Big Pharma giants trading within the European Union have a “disproportionate” say in the bloc’s public health affairs, a study has claimed.
A report drawn up by French NGO Global Health Advocates and UK Charity STOPAIDS has concluded that major multinationals within pharmaceutical industry have a “disproportionate” say in the public health affairs of the European Union, with the COVID pandemic, in particular, handing a small group of companies even more power and say over healthcare within the bloc.
The report comes at a time of continued controversy within the EU surrounding its procurement of vaccines, with various officials and politicians in Brussels dissatisfied by the European Commission’s lack of transparency surrounding actions taken during the pandemic.
Such criticisms were largely repeated in the study published last Friday, with both NGOs warning that big pharma “industry influence” seemingly led to some “car crash decisions” being taken by those in power.
“We find that whilst industry influence existed even before the pandemic, this influence was magnified at a time when the continent was desperate to vaccinate its population in the face of a new virus,” an executive summary detailing the report’s findings reads.
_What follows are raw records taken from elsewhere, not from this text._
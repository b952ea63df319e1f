//! Tags and the free-text tag string stored on a post.
//!
//! A post keeps its tags as one delimited string (`"rust, web, orm"`). The
//! helpers here are the only place that string is tokenized, so the post
//! model and every [`TagFrequencyIndex`](crate::ports::TagFrequencyIndex)
//! implementation agree on what a tag is.

use std::collections::HashSet;
use std::sync::LazyLock;

use itertools::Itertools;
use regex::Regex;
use serde::{Deserialize, Serialize};

static TAG_SEPARATOR: LazyLock<Regex> =
    LazyLock::new(|| Regex::new(r"[\s,]+").expect("tag separator pattern is valid"));

/// Separator used when writing a tag list back into its string form.
pub const TAG_DELIMITER: &str = ", ";

/// Tag entity - one row of the tag frequency index.
#[derive(Debug, Clone, PartialEq, Eq, Serialize, Deserialize)]
pub struct Tag {
    pub id: i32,
    pub name: String,
    pub frequency: i32,
}

/// Split a tag string on commas and/or whitespace, dropping empty tokens.
pub fn string_to_tags(tags: &str) -> Vec<String> {
    TAG_SEPARATOR
        .split(tags.trim())
        .filter(|t| !t.is_empty())
        .map(str::to_owned)
        .collect()
}

/// Join tags into the canonical delimited form.
pub fn tags_to_string<S: AsRef<str>>(tags: &[S]) -> String {
    tags.iter()
        .map(|t| t.as_ref())
        .collect::<Vec<&str>>()
        .join(TAG_DELIMITER)
}

/// Canonical form of a tag string: each distinct token once, first occurrence wins.
pub fn normalize_tags(tags: &str) -> String {
    let unique: Vec<String> = string_to_tags(tags).into_iter().unique().collect();
    tags_to_string(&unique)
}

/// Tags added and removed between two tag strings.
#[derive(Debug, Clone, Default, PartialEq, Eq)]
pub struct TagDelta {
    pub added: Vec<String>,
    pub removed: Vec<String>,
}

impl TagDelta {
    pub fn between(old: &str, new: &str) -> Self {
        let old: Vec<String> = string_to_tags(old).into_iter().unique().collect();
        let new: Vec<String> = string_to_tags(new).into_iter().unique().collect();

        let old_set: HashSet<&str> = old.iter().map(String::as_str).collect();
        let new_set: HashSet<&str> = new.iter().map(String::as_str).collect();

        Self {
            added: new
                .iter()
                .filter(|t| !old_set.contains(t.as_str()))
                .cloned()
                .collect(),
            removed: old
                .iter()
                .filter(|t| !new_set.contains(t.as_str()))
                .cloned()
                .collect(),
        }
    }

    pub fn is_empty(&self) -> bool {
        self.added.is_empty() && self.removed.is_empty()
    }
}
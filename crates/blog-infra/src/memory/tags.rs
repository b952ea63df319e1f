use std::collections::HashMap;

use async_trait::async_trait;
use tokio::sync::RwLock;

use blog_core::domain::{Tag, TagDelta};
use blog_core::error::RepoError;
use blog_core::ports::TagFrequencyIndex;

#[derive(Default)]
struct TagTable {
    rows: HashMap<String, Tag>,
    last_id: i32,
}

/// In-memory tag frequency index.
#[derive(Default)]
pub struct InMemoryTagIndex {
    table: RwLock<TagTable>,
}

impl InMemoryTagIndex {
    pub fn new() -> Self {
        Self::default()
    }
}

#[async_trait]
impl TagFrequencyIndex for InMemoryTagIndex {
    async fn update_frequency(&self, old_tags: &str, new_tags: &str) -> Result<(), RepoError> {
        let delta = TagDelta::between(old_tags, new_tags);
        if delta.is_empty() {
            return Ok(());
        }

        let mut table = self.table.write().await;
        for name in delta.added {
            if let Some(tag) = table.rows.get_mut(&name) {
                tag.frequency += 1;
            } else {
                table.last_id += 1;
                let id = table.last_id;
                table.rows.insert(
                    name.clone(),
                    Tag {
                        id,
                        name,
                        frequency: 1,
                    },
                );
            }
        }
        for name in delta.removed {
            if let Some(tag) = table.rows.get_mut(&name) {
                tag.frequency -= 1;
            }
        }
        table.rows.retain(|_, tag| tag.frequency > 0);

        Ok(())
    }

    async fn frequency(&self, name: &str) -> Result<Option<i32>, RepoError> {
        Ok(self.table.read().await.rows.get(name).map(|t| t.frequency))
    }

    async fn popular(&self, limit: u64) -> Result<Vec<Tag>, RepoError> {
        let table = self.table.read().await;
        let mut tags: Vec<Tag> = table.rows.values().cloned().collect();
        tags.sort_by(|a, b| b.frequency.cmp(&a.frequency).then_with(|| a.name.cmp(&b.name)));
        tags.truncate(limit as usize);
        Ok(tags)
    }
}
//! Tracing initialization.

use tracing_subscriber::{EnvFilter, layer::SubscriberExt, util::SubscriberInitExt};

const DEFAULT_FILTER: &str = "info,blog_core=debug,blog_infra=debug";

/// Telemetry configuration.
#[derive(Debug, Clone, Default)]
pub struct TelemetryConfig {
    /// Enable JSON logging (for production).
    pub json_logs: bool,
}

/// Install the global tracing subscriber.
///
/// `RUST_LOG` overrides the default filter. Calling this twice is harmless;
/// the second subscriber is ignored.
pub fn init_tracing(config: &TelemetryConfig) {
    let env_filter =
        EnvFilter::try_from_default_env().unwrap_or_else(|_| EnvFilter::new(DEFAULT_FILTER));

    let result = if config.json_logs {
        tracing_subscriber::registry()
            .with(env_filter)
            .with(tracing_subscriber::fmt::layer().json())
            .try_init()
    } else {
        tracing_subscriber::registry()
            .with(env_filter)
            .with(tracing_subscriber::fmt::layer().pretty())
            .try_init()
    };

    match result {
        Ok(()) => tracing::info!(json_logs = config.json_logs, "Telemetry initialized"),
        Err(e) => tracing::debug!("Tracing subscriber already installed: {}", e),
    }
}
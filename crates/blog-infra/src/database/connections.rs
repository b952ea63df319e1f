#[cfg(feature = "postgres")]
use std::time::Duration;

#[cfg(feature = "postgres")]
use sea_orm::{ConnectOptions, Database, DbConn, DbErr};

/// Configuration for the blog database.
#[derive(Debug, Clone)]
pub struct DatabaseConfig {
    pub url: String,
    pub max_connections: u32,
    pub min_connections: u32,
}

/// Connection pool to the blog database.
#[cfg(feature = "postgres")]
pub struct DatabaseConnections {
    pub main: DbConn,
}

#[cfg(not(feature = "postgres"))]
pub struct DatabaseConnections;

#[cfg(feature = "postgres")]
impl DatabaseConnections {
    /// Open the connection pool described by `config`.
    pub async fn init(config: &DatabaseConfig) -> Result<Self, DbErr> {
        tracing::info!("Initializing database connection...");

        let opts = ConnectOptions::new(&config.url)
            .max_connections(config.max_connections)
            .min_connections(config.min_connections)
            .connect_timeout(Duration::from_secs(10))
            .idle_timeout(Duration::from_secs(300))
            .sqlx_logging(true)
            .to_owned();

        let main = Database::connect(opts).await?;
        tracing::info!(
            "Blog database connected (pool: {})",
            config.max_connections
        );

        Ok(Self { main })
    }
}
“This resulted in accommodating industry requests on several matters, from pricing, liability, transparency, to intellectual property,” it continued, with EU publication Euractiv describing the groups as denouncing the “disproportionate influence” big pharma has on decision makers within the bloc.
In particular, the groups highlighted the European Union’s overly deferential treatment of pharmaceutical giants as being to the detriment of people both inside and outside the EU, with both groups claiming that vaccine access could have possibly been curtailed in the developing world as a result of the bloc’s agreement to the seemingly profit-driven demands of some manufacturers.
The report also heavily criticises the EU’s censoring of the vaccine procurement contracts agreed between the European Commission and vaccine suppliers such as Pfizer, which resulted in some of the documents being rendered “unreadable” for politicians and members of the public.
Such censorship has become a major bugbear within Brussels, with the Commission now under sustained fire for its refusal to release unredacted versions of the document to elected representatives within the European Parliament.
Friday’s report is likely to only add to the controversy, with the NGOs criticising the censoring of the agreements as not only being extensive, but also as allegedly being both arbitrary and inconsistent with EU transparency laws.
“Withheld information was often arbitrary, inconsistent, and not related to the exceptions invoked under existing law to justify secrecy,” the NGOs claimed in relation to the censored documents, also alleging that the EU was “more secretive” about the contracts than other powers.
“The EC (European Commission) also agreed to extensive confidentiality requirements with pharmaceutical corporations that may not be fully consistent with EU legislation,” the report claimed.
However, historically speaking, the impact of EU law on those within the Commission has not always been significant, with an Ombudsman’s ruling that the Commission acted inappropriately in not releasing text messages between its president, Ursula von der Leyen, and Pfizer CEO Albert Bourla, seeing no legal consequences being imposed against the body.